OK. Here are my two cents: a couple of remarks and mainly references, fyi...

Imho, too many topics are discussed here at the same time, which makes it highly problematic for us to resolve any of the specific problems at stake. Thus, I suggest minimizing the input and focusing on specific question at a time. I can not refrain from an observation that I was flattered to come across an acknowledgment of my contribution to David's discussion in his recent paper on Chukovsky, yet, I fully agree with the author that his argument in this paper,--as well as, in fact, in his other discussions of the history of Soviet psychoneurology (i.e. human and behavioural sciences, in other nomenclature)--like, for instance, his present discussion--on many occasions looks ungrounded, flawed and immature to me. Instead of discussing all and nothing, talking about an issue at a time--just for a change--might be a better way to deal with these problems scientifically (whatever this means).
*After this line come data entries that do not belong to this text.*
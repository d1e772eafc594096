use anyhow::Context;
use clap::Parser;
use std::path::PathBuf;
use tracing::info;

use disaster_etl::constants::USAGE;
use disaster_etl::logging;
use disaster_etl::{Config, Pipeline};

#[derive(Parser)]
#[command(name = "disaster_etl")]
#[command(about = "Join disaster messages with their categories and load them into SQLite")]
#[command(version = "0.1.0")]
struct Cli {
    /// <messages_csv> <categories_csv> <database>
    #[arg(allow_hyphen_values = true)]
    paths: Vec<PathBuf>,

    /// Optional TOML file overriding table name, delimiter and logging
    #[arg(long)]
    config: Option<PathBuf>,
}

fn main() -> anyhow::Result<()> {
    let cli = Cli::parse();

    let [messages, categories, database] = match <[PathBuf; 3]>::try_from(cli.paths) {
        Ok(paths) => paths,
        Err(_) => {
            println!("{}", USAGE);
            return Ok(());
        }
    };

    dotenv::dotenv().ok();
    let config = Config::load(cli.config.as_deref()).context("loading configuration")?;
    logging::init_logging(&config.logging)?;

    let report = Pipeline::new(config).run(&messages, &categories, &database)?;
    info!(
        rows_loaded = report.rows_loaded,
        rows_saved = report.rows_saved,
        duplicates_dropped = report.duplicates_dropped,
        values_coerced = report.values_coerced,
        categories = report.categories.len(),
        table = %report.table_name,
        destination = %report.destination.display(),
        "Pipeline finished"
    );
    Ok(())
}
//! Pipeline metrics recorded through the `metrics` facade.
//!
//! Nothing is exported unless the embedding application installs a recorder;
//! without one every call here is a no-op.

use std::time::Instant;

pub const ROWS_LOADED: &str = "etl_rows_loaded_total";
pub const ROWS_CLEANED: &str = "etl_rows_cleaned_total";
pub const DUPLICATES_DROPPED: &str = "etl_duplicate_rows_dropped_total";
pub const BINARY_VALUES_COERCED: &str = "etl_binary_values_coerced_total";
pub const ROWS_SAVED: &str = "etl_rows_saved_total";
pub const STAGE_DURATION: &str = "etl_stage_duration_seconds";

pub fn rows_loaded(count: usize) {
    ::metrics::counter!(ROWS_LOADED).increment(count as u64);
}

pub fn rows_cleaned(count: usize) {
    ::metrics::counter!(ROWS_CLEANED).increment(count as u64);
}

pub fn duplicates_dropped(count: usize) {
    ::metrics::counter!(DUPLICATES_DROPPED).increment(count as u64);
}

pub fn binary_values_coerced(count: usize) {
    ::metrics::counter!(BINARY_VALUES_COERCED).increment(count as u64);
}

pub fn rows_saved(count: usize) {
    ::metrics::counter!(ROWS_SAVED).increment(count as u64);
}

/// Records the elapsed time of a stage when dropped.
pub struct StageTimer {
    start: Instant,
    stage: &'static str,
}

impl StageTimer {
    pub fn start(stage: &'static str) -> Self {
        Self {
            start: Instant::now(),
            stage,
        }
    }
}

impl Drop for StageTimer {
    fn drop(&mut self) {
        let duration = self.start.elapsed().as_secs_f64();
        ::metrics::histogram!(STAGE_DURATION, "stage" => self.stage).record(duration);
    }
}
So, for the background of the early 1930s education- and paedology-related decrees of the authorities of USSR and RSFSR please see two recent discussions at the already announced at xmca online bilingual community on the history of world and Soviet/Russian psychology:

#1: http://community.livejournal.com/psyhistorik/52683.html
#2: http://community.livejournal.com/psyhistorik/54008.html

If one wants to join these discussions there, please feel free to, but first make sure you open an account at livejournal.com and, ideally, join the community; for instructions see http://community.livejournal.com/psyhistorik/profile . Btw, other discussions and postings are available here: http://community.livejournal.com/psyhistorik/

Then, on Kharkov school: to the best of my knowledge, the most recent stuff was published a couple of years ago, both papers are mine, both are freely available at my university web-page. Also, one can find there a couple of more recent papers on roughly the same topic, but unfortunately both are in Russian only, at least at this point. 
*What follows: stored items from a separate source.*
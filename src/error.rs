use std::path::PathBuf;
use thiserror::Error;

#[derive(Error, Debug)]
pub enum EtlError {
    #[error("I/O error on '{}': {source}", .path.display())]
    Io {
        path: PathBuf,
        #[source]
        source: std::io::Error,
    },

    #[error("CSV error in '{}': {source}", .path.display())]
    Csv {
        path: PathBuf,
        #[source]
        source: csv::Error,
    },

    #[error("Format error: {0}")]
    Format(String),

    #[error("Missing required column: {0}")]
    MissingColumn(String),

    #[error("Parse error for id {id}: cannot read an integer from category token '{token}'")]
    Parse { id: String, token: String },

    #[error("Storage error: {0}")]
    Storage(#[from] rusqlite::Error),

    #[error("Configuration error: {0}")]
    Config(String),

    #[error("TOML deserialization failed: {0}")]
    Toml(#[from] toml::de::Error),
}

impl EtlError {
    pub fn io(path: impl Into<PathBuf>, source: std::io::Error) -> Self {
        Self::Io {
            path: path.into(),
            source,
        }
    }

    /// The csv crate folds I/O failures into its own error; keep them apart.
    pub fn csv(path: impl Into<PathBuf>, source: csv::Error) -> Self {
        let path = path.into();
        if source.is_io_error() {
            match source.into_kind() {
                csv::ErrorKind::Io(err) => Self::Io { path, source: err },
                other => Self::Format(format!("{:?}", other)),
            }
        } else {
            Self::Csv { path, source }
        }
    }
}

pub type Result<T> = std::result::Result<T, EtlError>;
As to the expression "Kharkov school", I would just remark that I am getting increasingly suspicious of the notion of "scientific school" itself and its applicability in historiographical research--as opposed to the marketing of science, the area where the Great Men and Founding Fathers, their Best Students and Scientific Schools, etc. mythology works perfectly well and does a great job of helping to sell the product--to whoever would want to buy the stuff. In this sense, I keep avoiding talking about the schools in the history of science these days.
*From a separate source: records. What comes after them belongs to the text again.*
//! Document-level diff: compare two [`StructuralNode`] trees.
//!
//! Objects are compared by key identity, so key order never produces a
//! change. Arrays are compared index-by-index, so reordering does. Every
//! change carries a path such as `a.b[2].c`.

use std::fmt;

use serde::Serialize;

use crate::node::{ObjectMap, StructuralNode};

/// The list of changes between two documents.
#[derive(Clone, Debug, Default, PartialEq, Serialize)]
#[serde(transparent)]
pub struct ChangeSet {
    pub changes: Vec<Change>,
}

impl ChangeSet {
    /// Create an empty change set.
    pub fn new() -> Self {
        Self::default()
    }

    /// Returns `true` if there are no changes.
    pub fn is_empty(&self) -> bool {
        self.changes.is_empty()
    }

    /// Number of changes.
    pub fn len(&self) -> usize {
        self.changes.len()
    }

    /// Number of added keys, indices or declarations.
    pub fn additions(&self) -> usize {
        self.count(ChangeKind::Added)
    }

    /// Number of removed keys, indices or declarations.
    pub fn removals(&self) -> usize {
        self.count(ChangeKind::Removed)
    }

    /// Number of changed values and modified declarations.
    pub fn modifications(&self) -> usize {
        self.count(ChangeKind::Changed) + self.count(ChangeKind::Modified)
    }

    fn count(&self, kind: ChangeKind) -> usize {
        self.changes.iter().filter(|c| c.kind == kind).count()
    }

    /// One line per change, or `no changes detected`.
    pub fn render(&self) -> String {
        if self.changes.is_empty() {
            return "no changes detected".to_string();
        }
        self.changes
            .iter()
            .map(Change::to_string)
            .collect::<Vec<_>>()
            .join("\n")
    }
}

/// What happened at a path.
#[derive(Clone, Copy, Debug, PartialEq, Eq, Serialize)]
#[serde(rename_all = "lowercase")]
pub enum ChangeKind {
    Added,
    Removed,
    /// A value was replaced; both sides are recorded.
    Changed,
    /// An opaque entry (e.g. a declaration) differs; no values are recorded.
    Modified,
}

/// A single change between two documents.
#[derive(Clone, Debug, PartialEq, Serialize)]
pub struct Change {
    /// Dotted key path with `[i]` indices, or a declaration key such as
    /// `function_item main`. Empty for the document root.
    pub path: String,
    pub kind: ChangeKind,
    /// Base-side value; absent for additions and opaque entries.
    #[serde(skip_serializing_if = "Option::is_none")]
    pub old: Option<StructuralNode>,
    /// Head-side value; absent for removals and opaque entries.
    #[serde(skip_serializing_if = "Option::is_none")]
    pub new: Option<StructuralNode>,
}

impl Change {
    /// A key or index present only in head.
    pub fn added(path: impl Into<String>, value: StructuralNode) -> Self {
        Self {
            path: path.into(),
            kind: ChangeKind::Added,
            old: None,
            new: Some(value),
        }
    }

    /// A key or index present only in base.
    pub fn removed(path: impl Into<String>, value: StructuralNode) -> Self {
        Self {
            path: path.into(),
            kind: ChangeKind::Removed,
            old: Some(value),
            new: None,
        }
    }

    /// A value replaced by a different one.
    pub fn changed(path: impl Into<String>, old: StructuralNode, new: StructuralNode) -> Self {
        Self {
            path: path.into(),
            kind: ChangeKind::Changed,
            old: Some(old),
            new: Some(new),
        }
    }

    /// An opaque entry whose content differs.
    pub fn modified(path: impl Into<String>) -> Self {
        Self::opaque(path, ChangeKind::Modified)
    }

    /// A change that records no values, such as an added or removed
    /// declaration.
    pub fn opaque(path: impl Into<String>, kind: ChangeKind) -> Self {
        Self {
            path: path.into(),
            kind,
            old: None,
            new: None,
        }
    }
}

impl fmt::Display for Change {
    fn fmt(&self, f: &mut fmt::Formatter<'_>) -> fmt::Result {
        let path = if self.path.is_empty() { "(root)" } else { self.path.as_str() };
        let render = |node: &Option<StructuralNode>| {
            node.as_ref().map(StructuralNode::render).unwrap_or_default()
        };
        match (self.kind, &self.old, &self.new) {
            (ChangeKind::Added, _, None) => write!(f, "{path}: added"),
            (ChangeKind::Removed, None, _) => write!(f, "{path}: removed"),
            (ChangeKind::Added, _, _) => write!(f, "{path}: added {}", render(&self.new)),
            (ChangeKind::Removed, _, _) => {
                write!(f, "{path}: removed (was {})", render(&self.old))
            }
            (ChangeKind::Changed, _, _) => {
                write!(f, "{path}: {} → {}", render(&self.old), render(&self.new))
            }
            (ChangeKind::Modified, _, _) => write!(f, "{path}: modified"),
        }
    }
}

/// Compute the diff between two documents.
///
/// Output is depth-first. At each level children are visited objects first,
/// then arrays, then scalars (by the base node's kind, or the head node's
/// when the base lacks the child); within a group, keys follow base order
/// and then keys new in head, and indices ascend.
pub fn diff_documents(base: &StructuralNode, head: &StructuralNode) -> ChangeSet {
    let mut changes = Vec::new();
    diff_nodes("", base, head, &mut changes);
    ChangeSet { changes }
}

fn diff_nodes(path: &str, base: &StructuralNode, head: &StructuralNode, out: &mut Vec<Change>) {
    match (base, head) {
        (StructuralNode::Object(b), StructuralNode::Object(h)) => diff_objects(path, b, h, out),
        (StructuralNode::Array(b), StructuralNode::Array(h)) => diff_arrays(path, b, h, out),
        (StructuralNode::Scalar(b), StructuralNode::Scalar(h)) => {
            if b != h {
                out.push(Change::changed(path, base.clone(), head.clone()));
            }
        }
        _ => out.push(Change::changed(path, base.clone(), head.clone())),
    }
}

/// Visiting order of a child by node kind.
fn kind_rank(node: &StructuralNode) -> u8 {
    match node {
        StructuralNode::Object(_) => 0,
        StructuralNode::Array(_) => 1,
        StructuralNode::Scalar(_) => 2,
    }
}

fn diff_objects(path: &str, base: &ObjectMap, head: &ObjectMap, out: &mut Vec<Change>) {
    let mut keys: Vec<&str> = base.keys().collect();
    keys.extend(head.keys().filter(|k| !base.contains_key(k)));

    let mut children: Vec<(&str, Option<&StructuralNode>, Option<&StructuralNode>)> = keys
        .into_iter()
        .map(|k| (k, base.get(k), head.get(k)))
        .collect();
    // Stable: key order is kept within each rank.
    children.sort_by_key(|(_, b, h)| (*b).or(*h).map(kind_rank).unwrap_or(u8::MAX));

    for (key, base_val, head_val) in children {
        let child_path = join_key(path, key);
        match (base_val, head_val) {
            (Some(b), Some(h)) => diff_nodes(&child_path, b, h, out),
            (Some(b), None) => out.push(Change::removed(child_path, b.clone())),
            (None, Some(h)) => out.push(Change::added(child_path, h.clone())),
            (None, None) => {}
        }
    }
}

fn diff_arrays(path: &str, base: &[StructuralNode], head: &[StructuralNode], out: &mut Vec<Change>) {
    let len = base.len().max(head.len());
    let mut indices: Vec<usize> = (0..len).collect();
    indices.sort_by_key(|&i| base.get(i).or(head.get(i)).map(kind_rank).unwrap_or(u8::MAX));

    for i in indices {
        let child_path = format!("{path}[{i}]");
        match (base.get(i), head.get(i)) {
            (Some(b), Some(h)) => diff_nodes(&child_path, b, h, out),
            (Some(b), None) => out.push(Change::removed(child_path, b.clone())),
            (None, Some(h)) => out.push(Change::added(child_path, h.clone())),
            (None, None) => {}
        }
    }
}

fn join_key(parent: &str, key: &str) -> String {
    if parent.is_empty() {
        key.to_string()
    } else {
        format!("{parent}.{key}")
    }
}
Instead, I prefer the terminology of "groups", "networks", and "circles". The benefit of such terms is that they are way better operationalizable than "schools". Thus, for instance, my relatively recent major work that I completed a year ago was on "Vygotsky Circle". According to google search,  there are only 49 references to "Vygotsky Circle" as of today, but I really believe  the situation will change pretty soon...


----- Original Message ----
From: mike cole <lchcmike@gmail.com>
To: "eXtended Mind, Culture,Activity" <xmca@weber.ucsd.edu>
Sent: Sun, March 28, 2010 10:35:20 PM
Subject: [xmca] Kharkov school of psychology?

hi david and anton--

I hope that anton is looking into the sequence of events which precipitated
the move of lsv and his colleagues to Kharkov.

I was not aware that Anton denied the existence of a "Kharkov school" of
Are you asserting there was, David? I am unclear. A lot of what you have
been writing
about the "micro" politics of the era and place indicate you know a lot
about it. My
knowledge comes from an earlier time and different place, so its really
interesting to hear
about the matters you are writing about and trying to consider their
implications for our
own understandings of culture, development, activity. etc.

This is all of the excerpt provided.